== What you will do ==
Leave out the lines before the one with "pub const UNSPECIFIED_LABEL: &str"; output that line and all remaining lines of the records exactly.
═════ Data for this task ═════
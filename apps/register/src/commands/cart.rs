//! # Cart Commands
//!
//! ## Cart Lifecycle
//! ```text
//! ┌─────────────────────────────────────────────────────────────────────────┐
//! │                    Cart Lifecycle                                       │
//! │                                                                         │
//! │  ┌──────────┐     ┌──────────┐     ┌──────────┐     ┌──────────┐       │
//! │  │  Empty   │────►│ In Cart  │────►│ Payment  │────►│ Finalized│       │
//! │  │  Cart    │     │          │     │ selected │     │   Sale   │       │
//! │  └──────────┘     └──────────┘     └──────────┘     └──────────┘       │
//! │                        │                 │                              │
//! │                   add_product       finalize_sale                      │
//! │                   set_quantity      (sale.rs)                          │
//! │                   remove_item                                           │
//! │                        │                                                │
//! │                        ▼                                                │
//! │                   clear_cart ──────────────────────►                   │
//! │                                                      (back to empty)   │
//! └─────────────────────────────────────────────────────────────────────────┘
//! ```
//!
//! Line indexes are 0-based here; the CLI shows and accepts 1-based numbers.
//! Every mutation returns the whole cart plus the payment preview, so the
//! screen never shows a stale total.

use caixa_core::register::ChangePreview;
use caixa_core::{CartItem, Money, Register};
use serde::Serialize;
use tracing::debug;

use crate::commands::{parse_money, persist};
use crate::error::ApiError;
use crate::state::{ConfigState, RegisterState, StoreState};

/// Cart response including items, totals and the payment panel.
#[derive(Debug, Clone, Serialize)]
#[serde(rename_all = "camelCase")]
pub struct CartResponse {
    pub items: Vec<CartItem>,
    pub item_count: usize,
    pub total_quantity: i64,
    pub total: Money,
    pub payment: ChangePreview,
}

impl From<&Register> for CartResponse {
    fn from(register: &Register) -> Self {
        let cart = register.cart();
        CartResponse {
            items: cart.items().to_vec(),
            item_count: cart.len(),
            total_quantity: cart.total_quantity(),
            total: cart.total(),
            payment: register.change_preview(),
        }
    }
}

/// Runs a cart mutation, persists, and renders the cart.
async fn mutate_cart<F>(
    register: &RegisterState,
    store: &StoreState,
    f: F,
) -> Result<CartResponse, ApiError>
where
    F: FnOnce(&mut Register) -> Result<(), ApiError>,
{
    let mut guard = register.lock().await;
    f(&mut *guard)?;
    persist(store, &guard).await;
    Ok(CartResponse::from(&*guard))
}

pub async fn get_cart(register: &RegisterState) -> CartResponse {
    debug!("get_cart command");
    register.with_register(|r| CartResponse::from(r)).await
}

/// Adds a catalog product, by name or button position.
pub async fn add_product(
    register: &RegisterState,
    store: &StoreState,
    config: &ConfigState,
    query: &str,
) -> Result<CartResponse, ApiError> {
    debug!(query = %query, "add_product command");

    let product = config
        .find_product(query)
        .ok_or_else(|| ApiError::not_found("Product", query.trim()))?
        .clone();

    mutate_cart(register, store, |r| {
        r.cart_mut().add_item(&product.name, product.price)?;
        Ok(())
    })
    .await
}

/// Adds a line with an explicit name and price.
///
/// The ad-hoc marker name ("Outros") makes it an ad-hoc line.
pub async fn add_item(
    register: &RegisterState,
    store: &StoreState,
    name: &str,
    price: &str,
) -> Result<CartResponse, ApiError> {
    debug!(name = %name, "add_item command");
    let price = parse_money(price)?;

    mutate_cart(register, store, |r| {
        r.cart_mut().add_item(name, price)?;
        Ok(())
    })
    .await
}

/// Adds an "Outros" line at the given price.
pub async fn add_ad_hoc(
    register: &RegisterState,
    store: &StoreState,
    price: &str,
) -> Result<CartResponse, ApiError> {
    debug!("add_ad_hoc command");
    let price = parse_money(price)?;

    mutate_cart(register, store, |r| {
        r.cart_mut().add_ad_hoc_item(price)?;
        Ok(())
    })
    .await
}

pub async fn remove_item(
    register: &RegisterState,
    store: &StoreState,
    index: usize,
) -> Result<CartResponse, ApiError> {
    debug!(index, "remove_item command");
    mutate_cart(register, store, |r| {
        r.cart_mut().remove_item(index)?;
        Ok(())
    })
    .await
}

/// Sets a line's quantity; zero or less removes the line.
pub async fn set_quantity(
    register: &RegisterState,
    store: &StoreState,
    index: usize,
    quantity: i64,
) -> Result<CartResponse, ApiError> {
    debug!(index, quantity, "set_quantity command");
    mutate_cart(register, store, |r| {
        r.cart_mut().set_quantity(index, quantity)?;
        Ok(())
    })
    .await
}

pub async fn rename_item(
    register: &RegisterState,
    store: &StoreState,
    index: usize,
    name: &str,
) -> Result<CartResponse, ApiError> {
    debug!(index, "rename_item command");
    mutate_cart(register, store, |r| {
        r.cart_mut().rename_ad_hoc_item(index, name)?;
        Ok(())
    })
    .await
}

pub async fn reprice_item(
    register: &RegisterState,
    store: &StoreState,
    index: usize,
    price: &str,
) -> Result<CartResponse, ApiError> {
    debug!(index, "reprice_item command");
    let price = parse_money(price)?;

    mutate_cart(register, store, |r| {
        r.cart_mut().reprice_ad_hoc_item(index, price)?;
        Ok(())
    })
    .await
}

/// Empties the cart and the payment selection.
pub async fn clear_cart(
    register: &RegisterState,
    store: &StoreState,
) -> Result<CartResponse, ApiError> {
    debug!("clear_cart command");
    mutate_cart(register, store, |r| {
        r.clear_sale();
        Ok(())
    })
    .await
}
//! # Database Migrations
//!
//! ## How Migrations Work
//! ```text
//! ┌─────────────────────────────────────────────────────────────────────────┐
//! │                      Migration Process                                  │
//! │                                                                         │
//! │  Register startup                                                      │
//! │       │                                                                 │
//! │       ▼                                                                 │
//! │  Compare embedded migrations vs _sqlx_migrations                       │
//! │       │                                                                 │
//! │       ├── 001_initial_schema.sql ✓ (already applied)                  │
//! │       └── 002_...                ⬜ (NEW - needs to run)               │
//! │       │                                                                 │
//! │       ▼                                                                 │
//! │  Run pending migrations in order, record each one                      │
//! └─────────────────────────────────────────────────────────────────────────┘
//! ```
//!
//! ## Adding New Migrations
//!
//! 1. Create `migrations/sqlite/NNN_description.sql` with the next number
//! 2. Use `IF NOT EXISTS` where possible
//! 3. **NEVER** modify an applied migration; add a new one

use sqlx::SqlitePool;
use tracing::info;

use crate::error::DbResult;

/// Migrations embedded at compile time from `migrations/sqlite`.
static MIGRATOR: sqlx::migrate::Migrator = sqlx::migrate!("../../migrations/sqlite");

/// Runs all pending migrations. Idempotent.
pub async fn run_migrations(pool: &SqlitePool) -> DbResult<()> {
    info!("Checking for pending migrations");
    MIGRATOR.run(pool).await?;
    info!("All migrations applied successfully");
    Ok(())
}

/// Returns `(total, applied)` migration counts for diagnostics.
pub async fn migration_status(pool: &SqlitePool) -> DbResult<(usize, usize)> {
    let total = MIGRATOR.migrations.len();

    let applied: i64 = sqlx::query_scalar("SELECT COUNT(*) FROM _sqlx_migrations")
        .fetch_one(pool)
        .await
        .unwrap_or(0);

    Ok((total, applied as usize))
}
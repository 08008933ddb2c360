//! # Sync Protocol
//!
//! The envelope POSTed to the sync endpoint, one per outbox entry.
//!
//! ## Wire Format
//! ```json
//! {
//!   "type": "sale",
//!   "payload": { "type": "sale", "id": "…", "total": 210, … },
//!   "createdAt": "2026-03-02T11:04:00Z",
//!   "synced": false
//! }
//! ```
//! `payload` is the serialized ledger event, embedded as JSON rather than a
//! string so the endpoint can read it without double decoding. Amounts are
//! integer centavos.

use chrono::{DateTime, Utc};
use serde::{Deserialize, Serialize};
use serde_json::Value;

use caixa_core::{LedgerEvent, OutboxEntry, OutboxKind};

use crate::error::{SyncError, SyncResult};

/// One outbox entry on the wire.
#[derive(Debug, Clone, PartialEq, Serialize, Deserialize)]
#[serde(rename_all = "camelCase")]
pub struct SyncEnvelope {
    #[serde(rename = "type")]
    pub kind: OutboxKind,
    pub payload: Value,
    pub created_at: DateTime<Utc>,
    pub synced: bool,
}

impl SyncEnvelope {
    /// Builds the envelope for a stored entry.
    ///
    /// Fails if the stored payload is not valid JSON.
    pub fn from_entry(entry: &OutboxEntry) -> SyncResult<Self> {
        let payload: Value = serde_json::from_str(&entry.payload).map_err(|e| {
            SyncError::DeserializationFailed(format!("outbox entry {}: {}", entry.id, e))
        })?;

        Ok(SyncEnvelope {
            kind: entry.kind,
            payload,
            created_at: entry.created_at,
            synced: entry.synced,
        })
    }
}

/// Serializes a ledger event into the `(kind, payload)` pair the outbox stores.
pub fn encode_event(event: &LedgerEvent) -> SyncResult<(OutboxKind, String)> {
    let payload = serde_json::to_string(event)?;
    Ok((event.kind(), payload))
}

#[cfg(test)]
mod tests {
    use super::*;
    use caixa_core::{Money, ShiftType};
    use uuid::Uuid;

    fn withdrawal() -> LedgerEvent {
        LedgerEvent::Withdrawal {
            id: Uuid::new_v4(),
            shift: ShiftType::Morning,
            occurred_at: Utc::now(),
            amount: Money::from_cents(1500),
            reason: "Troco".into(),
        }
    }

    #[test]
    fn test_envelope_wire_shape() {
        let event = withdrawal();
        let (kind, payload) = encode_event(&event).unwrap();
        assert_eq!(kind, OutboxKind::Withdrawal);

        let entry = OutboxEntry {
            id: 7,
            kind,
            payload,
            created_at: Utc::now(),
            synced: false,
            attempts: 0,
            last_error: None,
            attempted_at: None,
        };

        let envelope = SyncEnvelope::from_entry(&entry).unwrap();
        let json = serde_json::to_value(&envelope).unwrap();

        assert_eq!(json["type"], "withdrawal");
        assert_eq!(json["synced"], false);
        assert!(json.get("createdAt").is_some());
        assert_eq!(json["payload"]["amount"], 1500);
        assert_eq!(json["payload"]["reason"], "Troco");

        let back: LedgerEvent = serde_json::from_value(json["payload"].clone()).unwrap();
        assert_eq!(back, event);
    }

    #[test]
    fn test_corrupt_payload_is_rejected() {
        let entry = OutboxEntry {
            id: 3,
            kind: OutboxKind::Sale,
            payload: "{not json".into(),
            created_at: Utc::now(),
            synced: false,
            attempts: 0,
            last_error: None,
            attempted_at: None,
        };

        let err = SyncEnvelope::from_entry(&entry).unwrap_err();
        assert!(matches!(err, SyncError::DeserializationFailed(_)));
        assert!(err.to_string().contains("outbox entry 3"));
    }
}
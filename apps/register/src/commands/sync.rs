//! # Sync Commands
//!
//! ```text
//! ┌─────────────────────────────────────────────────────────────────────────┐
//! │                        Sync Commands                                    │
//! │                                                                         │
//! │  get_sync_status()   - online flag, pending count, last sync / error   │
//! │  sync_now()          - asks the agent for a pass                       │
//! │  get_pending()       - outbox entries still waiting, oldest first      │
//! └─────────────────────────────────────────────────────────────────────────┘
//! ```

use caixa_core::OutboxEntry;
use caixa_sync::SyncStatus;
use serde::Serialize;
use tracing::debug;

use crate::error::ApiError;
use crate::state::{StoreState, SyncState};

#[derive(Debug, Clone, Serialize)]
#[serde(rename_all = "camelCase")]
pub struct SyncStatusResponse {
    /// False when the session has no outbox at all.
    pub enabled: bool,
    pub status: Option<SyncStatus>,
}

pub async fn get_sync_status(sync: &SyncState) -> SyncStatusResponse {
    debug!("get_sync_status command");
    let status = sync.status().await;
    SyncStatusResponse {
        enabled: status.is_some(),
        status,
    }
}

/// Requests an immediate pass. Returns whether an agent received it.
pub fn sync_now(sync: &SyncState) -> bool {
    debug!("sync_now command");
    sync.request_sync()
}

pub async fn get_pending(store: &StoreState) -> Result<Vec<OutboxEntry>, ApiError> {
    match store.database() {
        Some(db) => Ok(db.outbox().pending().await?),
        None => Ok(Vec::new()),
    }
}
//! # caixa-db: Local Storage for Caixa Freitas
//!
//! SQLite via sqlx. Two things are stored: the register snapshot and the
//! sync outbox.
//!
//! ## Architecture Position
//! ```text
//! ┌─────────────────────────────────────────────────────────────────────────┐
//! │                     Caixa Freitas Data Flow                             │
//! │                                                                         │
//! │  Register command (finalize sale)                                      │
//! │       │                                                                 │
//! │       ▼                                                                 │
//! │  ┌─────────────────────────────────────────────────────────────────┐   │
//! │  │                     caixa-db (THIS CRATE)                       │   │
//! │  │                                                                 │   │
//! │  │   ┌───────────────┐    ┌───────────────┐    ┌──────────────┐  │   │
//! │  │   │   Database    │    │  Repositories │    │  Migrations  │  │   │
//! │  │   │   (pool.rs)   │    │               │    │  (embedded)  │  │   │
//! │  │   │               │    │ StateRepo     │    │ 001_init.sql │  │   │
//! │  │   │ SqlitePool    │◄───│ OutboxRepo    │    │              │  │   │
//! │  │   └───────────────┘    └───────────────┘    └──────────────┘  │   │
//! │  └─────────────────────────────────────────────────────────────────┘   │
//! │       │                                                                 │
//! │       ▼                                                                 │
//! │  ┌─────────────────────────────────────────────────────────────────┐   │
//! │  │   <data dir>/caixa/caixa.db                                     │   │
//! │  └─────────────────────────────────────────────────────────────────┘   │
//! └─────────────────────────────────────────────────────────────────────────┘
//! ```
//!
//! ## Usage
//!
//! ```rust,ignore
//! use caixa_db::{Database, DbConfig};
//!
//! let db = Database::new(DbConfig::new("caixa.db")).await?;
//! db.state().save(&register.snapshot()).await?;
//! let id = db.outbox().enqueue(OutboxKind::Sale, &payload).await?;
//! ```

pub mod error;
pub mod migrations;
pub mod pool;
pub mod repository;

pub use error::{DbError, DbResult};
pub use pool::{Database, DbConfig};

pub use repository::outbox::OutboxRepository;
pub use repository::state::StateRepository;
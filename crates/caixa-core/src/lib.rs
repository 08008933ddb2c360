//! # caixa-core: Pure Register Logic for Caixa Freitas
//!
//! Everything the bakery register decides lives here: what goes in the cart,
//! which shift is open, how much cash should be in the till, and whether a
//! sale, supplier payment or withdrawal is allowed.
//!
//! ## Architecture Position
//! ```text
//! ┌─────────────────────────────────────────────────────────────────────────┐
//! │                      Caixa Freitas Architecture                         │
//! │                                                                         │
//! │  ┌─────────────────────────────────────────────────────────────────┐   │
//! │  │                 apps/register (terminal adapter)                │   │
//! │  │    add, qty, pay, receive, finalize, withdraw, supplier, close  │   │
//! │  └─────────────────────────────┬───────────────────────────────────┘   │
//! │                                │                                        │
//! │  ┌─────────────────────────────▼───────────────────────────────────┐   │
//! │  │               ★ caixa-core (THIS CRATE) ★                       │   │
//! │  │                                                                 │   │
//! │  │   ┌───────────┐  ┌───────────┐  ┌───────────┐  ┌───────────┐  │   │
//! │  │   │   money   │  │   cart    │  │  ledger   │  │ register  │  │   │
//! │  │   │   Money   │  │   Cart    │  │ShiftLedger│  │ Register  │  │   │
//! │  │   │  R$ 2,10  │  │ CartItem  │  │LedgerEvent│  │ processors│  │   │
//! │  │   └───────────┘  └───────────┘  └───────────┘  └───────────┘  │   │
//! │  │                                                                 │   │
//! │  │   NO I/O • NO DATABASE • NO NETWORK • PURE FUNCTIONS           │   │
//! │  └─────────────────────────────────────────────────────────────────┘   │
//! │                                │                                        │
//! │           ┌────────────────────┴────────────────────┐                  │
//! │  ┌────────▼─────────┐                     ┌──────────▼─────────┐        │
//! │  │ caixa-db         │                     │ caixa-sync         │        │
//! │  │ snapshot, outbox │                     │ outbox delivery    │        │
//! │  └──────────────────┘                     └────────────────────┘        │
//! └─────────────────────────────────────────────────────────────────────────┘
//! ```
//!
//! ## Modules
//!
//! - [`money`] - Integer-cent money with Brazilian real formatting
//! - [`types`] - Shift types, payment methods, outbox records
//! - [`cart`] - Cart Engine
//! - [`ledger`] - Per-shift ledgers and their event history
//! - [`register`] - Shift Manager and Transaction Processors
//! - [`catalog`] - Default bakery products
//! - [`error`] - Domain error types
//! - [`validation`] - Input validation
//!
//! ## Example Usage
//!
//! ```rust
//! use caixa_core::{Money, PaymentMethod, Register, ShiftType};
//!
//! let mut register = Register::new();
//! register.start_shift(ShiftType::Morning).unwrap();
//!
//! for _ in 0..3 {
//!     register.cart_mut().add_item("Pão de Sal", Money::from_cents(70)).unwrap();
//! }
//! register.select_payment(PaymentMethod::Cash);
//! register.set_received(Money::from_cents(500)).unwrap();
//!
//! let receipt = register.finalize_sale().unwrap();
//! assert_eq!(receipt.change, Money::from_cents(290));
//! assert_eq!(register.cash_balance(), Money::from_cents(210));
//! ```

// =============================================================================
// Module Declarations
// =============================================================================

pub mod cart;
pub mod catalog;
pub mod error;
pub mod ledger;
pub mod money;
pub mod register;
pub mod types;
pub mod validation;

// =============================================================================
// Re-exports for Convenience
// =============================================================================

pub use cart::{Cart, CartItem};
pub use catalog::CatalogProduct;
pub use error::{CartError, CoreError, CoreResult, PreconditionError, ValidationError};
pub use ledger::{LedgerBook, LedgerEvent, SaleLine, ShiftLedger, ShiftSummary, ShiftsOverview};
pub use money::Money;
pub use register::{
    PaymentSelection, Register, RegisterSnapshot, ReopenPolicy, SaleReceipt,
};
pub use types::*;

// =============================================================================
// Crate-Level Constants
// =============================================================================

/// Name that marks a cart line as ad-hoc ("other" item).
///
/// Ad-hoc lines never merge with each other and keep a fixed quantity of 1.
pub const AD_HOC_ITEM_NAME: &str = "Outros";

/// Default supplier / withdrawal reason when the operator leaves it blank.
pub const UNSPECIFIED_LABEL: &str = "Não informado";

/// Maximum distinct lines allowed in a single cart.
pub const MAX_CART_ITEMS: usize = 100;

/// Maximum quantity of a single cart line.
///
/// Guards against typing 1000 instead of 10.
pub const MAX_ITEM_QUANTITY: i64 = 999;

/// Largest single amount the register accepts: R$ 10.000.000,00.
///
/// Applies to typed amounts, unit prices and transaction amounts. Line
/// totals and cart totals stay far below `i64` overflow under this cap.
pub const MAX_AMOUNT: Money = Money::from_cents(1_000_000_000);

/// Rounding tolerance for mixed supplier payments (one cent).
pub const SPLIT_TOLERANCE: Money = Money::from_cents(1);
═════
== Task answer ==
pub const UNSPECIFIED_LABEL: &str = "Não informado";

/// Maximum distinct lines allowed in a single cart.
pub const MAX_CART_ITEMS: usize = 100;

/// Maximum quantity of a single cart line.
///
/// Guards against typing 1000 instead of 10.
pub const MAX_ITEM_QUANTITY: i64 = 999;

/// Largest single amount the register accepts: R$ 10.000.000,00.
///
/// Applies to typed amounts, unit prices and transaction amounts. Line
/// totals and cart totals stay far below `i64` overflow under this cap.
pub const MAX_AMOUNT: Money = Money::from_cents(1_000_000_000);

/// Rounding tolerance for mixed supplier payments (one cent).
pub const SPLIT_TOLERANCE: Money = Money::from_cents(1);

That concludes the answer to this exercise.